9. O que torna um negócio mais atrativo para ser alvo de investimento?

Falando de um ponto de vista de startups e de business angels, o que torna mais atrativo é a inovação e o responderem a uma necessidade do mercado ou criarem uma necessidade no mercado. É o que mais interessa como alvo de investimento. Em tempos de pandemia, todos os projetos que deem resposta a melhores ferramentas de comunicação são excelentes exemplos destas oportunidades. Já conhecíamos ferramentas de comunicação como o zoom ou outras semelhantes, mas nunca pensámos que, sobretudo nesta altura, a nossa vida ia depender muito destes meios. Tudo o que vier dar mais força, segurança e qualidade a este tipo de comunicações é bem-vindo. Outro tema onde temos de nos focar cada vez mais é na cibersegurança.

10. O que podemos aprender com um business angel sobre investimento?

É preciso primeiro falarmos da diferença entre um business angel e alguém que quer investir através de um Fundo de Investimento. Quando invisto através de um Fundo de Investimento, posso por lá os 20 mil euros e arriscar todo de uma vez. Mas não tenho acesso direto aos projetos, pois vai haver alguém, uma equipa, que vai selecionar e acompanhar os projetos, a sua evolução e limito-me a receber a rentabilidade meu investimento. Ou seja, sou um mero espetador à espera de receber o retorno do valor que entreguei.

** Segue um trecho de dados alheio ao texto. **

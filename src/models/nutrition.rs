// SPDX-License-Identifier: MIT
// Copyright 2026 Roland Dreier <roland@rolandd.dev>

//! Per-day nutrition and activity bookkeeping.
//!
//! Intake is the manual total when one has been set, otherwise the sum of
//! logged meals plus the signed adjustment accumulator. Net is intake minus
//! the running burned total.

use crate::error::{AppError, Result};
use serde::{Deserialize, Serialize};

/// A logged meal.
#[derive(Debug, Clone, PartialEq, Serialize, Deserialize)]
pub struct Meal {
    pub name: String,
    pub kcal: f64,
}

/// A logged calorie-burning activity.
#[derive(Debug, Clone, PartialEq, Serialize, Deserialize)]
pub struct ActivityEntry {
    pub name: String,
    pub burned_kcal: f64,
}

/// Verdict stored by the last day close.
#[derive(Debug, Clone, Copy, PartialEq, Eq, Default, Serialize, Deserialize)]
#[serde(rename_all = "SCREAMING_SNAKE_CASE")]
pub enum DayStatus {
    #[default]
    Unset,
    Ok,
    Incomplete,
}

/// Nutrition record for one user and date.
#[derive(Debug, Clone, PartialEq, Default, Serialize, Deserialize)]
pub struct NutritionRecord {
    #[serde(default)]
    pub meals: Vec<Meal>,
    #[serde(default)]
    pub protein_grams: Option<u32>,
    #[serde(default)]
    pub kcal_adjustment: f64,
    #[serde(default)]
    pub manual_total_kcal: Option<i64>,
    #[serde(default)]
    pub activities: Vec<ActivityEntry>,
    /// Running sum of `activities[].burned_kcal`
    #[serde(default)]
    pub burned_kcal_total: f64,
    #[serde(default)]
    pub day_status: DayStatus,
    #[serde(default)]
    pub closed: bool,
}

impl NutritionRecord {
    pub fn add_meal(&mut self, name: &str, kcal: f64) {
        self.meals.push(Meal {
            name: name.to_string(),
            kcal,
        });
    }

    pub fn set_protein(&mut self, grams: u32) {
        self.protein_grams = Some(grams);
    }

    pub fn adjust_kcal(&mut self, delta: f64) {
        self.kcal_adjustment += delta;
    }

    /// Once set, the manual total overrides the computed sum.
    pub fn set_manual_total(&mut self, total: i64) {
        self.manual_total_kcal = Some(total);
    }

    pub fn add_activity(&mut self, name: &str, burned_kcal: f64) {
        self.activities.push(ActivityEntry {
            name: name.to_string(),
            burned_kcal,
        });
        self.burned_kcal_total += burned_kcal;
    }

    pub fn intake(&self) -> f64 {
        match self.manual_total_kcal {
            Some(total) => total as f64,
            None => self.meals.iter().map(|m| m.kcal).sum::<f64>() + self.kcal_adjustment,
        }
    }

    pub fn burned(&self) -> f64 {
        self.burned_kcal_total
    }

    pub fn net(&self) -> f64 {
        self.intake() - self.burned()
    }

    /// True when the intake comes from the manual override.
    pub fn is_manual(&self) -> bool {
        self.manual_total_kcal.is_some()
    }
}

/// True when an amount is nonzero at whole-kcal precision.
///
/// Sums of fractional inputs can leave residue such as `5.5e-17`.
pub fn is_logged_kcal(kcal: f64) -> bool {
    kcal.round() != 0.0
}

fn normalize(raw: &str) -> String {
    raw.trim().replace(',', ".")
}

/// Parse a non-negative calorie amount.
pub fn parse_kcal(raw: &str) -> Result<f64> {
    let value: f64 = normalize(raw)
        .parse()
        .map_err(|_| AppError::InvalidNumber(format!("'{}' is not a number", raw.trim())))?;
    if !value.is_finite() || value < 0.0 {
        return Err(AppError::InvalidNumber(format!(
            "'{}' must be zero or more",
            raw.trim()
        )));
    }
    Ok(value)
}

/// Parse a signed calorie delta; an explicit leading `+` or `-` is accepted.
pub fn parse_delta(raw: &str) -> Result<f64> {
    let value: f64 = normalize(raw)
        .parse()
        .map_err(|_| AppError::InvalidNumber(format!("'{}' is not a number", raw.trim())))?;
    if !value.is_finite() {
        return Err(AppError::InvalidNumber(format!(
            "'{}' is not a finite number",
            raw.trim()
        )));
    }
    Ok(value)
}

/// Parse a non-negative whole number of protein grams.
pub fn parse_protein(raw: &str) -> Result<u32> {
    raw.trim().parse::<u32>().map_err(|_| {
        AppError::InvalidNumber(format!("'{}' is not a whole number of grams", raw.trim()))
    })
}

/// Parse a manual daily total; must be a non-negative integer.
pub fn parse_manual_total(raw: &str) -> Result<i64> {
    let value: i64 = raw
        .trim()
        .parse()
        .map_err(|_| AppError::InvalidNumber(format!("'{}' is not a whole number", raw.trim())))?;
    if value < 0 {
        return Err(AppError::InvalidNumber(format!(
            "'{}' must be zero or more",
            raw.trim()
        )));
    }
    Ok(value)
}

Atuar como business angel é completamente diferente: investimos diretamente nos projetos. Somos nós, pessoalmente, que selecionamos e acompanhamos os projetos em que vamos investir, fazemos mentoria, acionamos as nossas redes de contactos se necessário, podemos intervir diretamente na empresa. Não temos de fazer parte do corpo executivo, nem na gestão do dia a dia, mas fazemos acompanhamento, mensal ou quinzenal. Ou seja colocamos todo o nosso know-how, tempo e redes de contactos ao serviço desses projetos.

Portanto, é diferente colocar o nosso dinheiro num fundo ou investir diretamente em projetos que se acompanham. No primeiro, o retorno de capital pode ser maior, mas, no segundo, o retorno pessoal é maior.

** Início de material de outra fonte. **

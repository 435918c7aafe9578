// SPDX-License-Identifier: MIT
// Copyright 2026 Roland Dreier <roland@rolandd.dev>

//! Inbound bot events.
//!
//! The chat platform (or a relay in front of it) posts normalized events to
//! `/bot/{secret}/events` and gets the reply to render back in the body.

use crate::error::AppError;
use crate::models::{InboundEvent, Reply};
use crate::AppState;
use axum::{
    extract::{Json, Path, State},
    routing::post,
    Router,
};
use std::sync::Arc;
use subtle::ConstantTimeEq;

/// Bot routes.
pub fn routes() -> Router<Arc<AppState>> {
    Router::new().route("/bot/{secret}/events", post(handle_event))
}

fn secret_matches(received: &str, expected: &str) -> bool {
    received.as_bytes().ct_eq(expected.as_bytes()).into()
}

/// Handle one inbound event (POST).
async fn handle_event(
    State(state): State<Arc<AppState>>,
    Path(secret): Path<String>,
    Json(event): Json<InboundEvent>,
) -> Result<Json<Reply>, AppError> {
    if !secret_matches(&secret, &state.config.webhook_secret) {
        tracing::warn!(
            user_id = %event.user_id,
            "Security Alert: Bot path secret mismatch"
        );
        return Err(AppError::NotFound("Unknown endpoint".to_string()));
    }

    let reply = state.bot.handle(&event).await?;
    Ok(Json(reply))
}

De qualquer forma, os Business Angels investem cada vez em grupo, ou através de sociedades a que chamamos de “entidades veículo”. É uma maneira de, por um lado, mitigarmos o risco, pois temos uma maior capacidade de análise e de intervenção naquela empresa; de dividir o valor a ser investido, e ainda, de ter maior capacidade de atuação, porque cada um de nós tem o seu know-how e a sua rede de contacto.  As “entidades veículo” são sociedades criadas por vários investidores que têm um valor para investir, e que se juntam numa sociedade que, com o valor total, vai investir nos projetos que analisa e seleciona. É uma forma de conseguirmos mais capital e mitigar o risco.

11. Todos podemos ser um business angel? Além da capacidade financeira, que perfil é o mais indicado para esta atividade?

Quando lancei o clube de Business Angels de Lisboa comecei a perceber que começava a aparecer muita gente interessada neste tipo de investimento, sobretudo altos cargos que se reformaram cedo, …a sentirem-se ainda muito úteis e com muita capacidade de trabalho. É uma forma de investir mantendo atividade e envolvimento com empresas, esperando algum retorno. Isto é muito aliciante para este grupo de pessoas e que, efetivamente, procura cada vez mais este tipo de investimentos. Por outro lado, há, neste momento, em Portugal, muitos cidadãos estrangeiros, com capital e vontade de se estabelecer no nosso país e que podem conseguir obter o Golden Visa, não só apenas através da compra de imóveis, mas também através de investimento em fundos de investimento ou fundos de capitais de risco. Por isso, há muito dinheiro a circular por aí. É estar atento.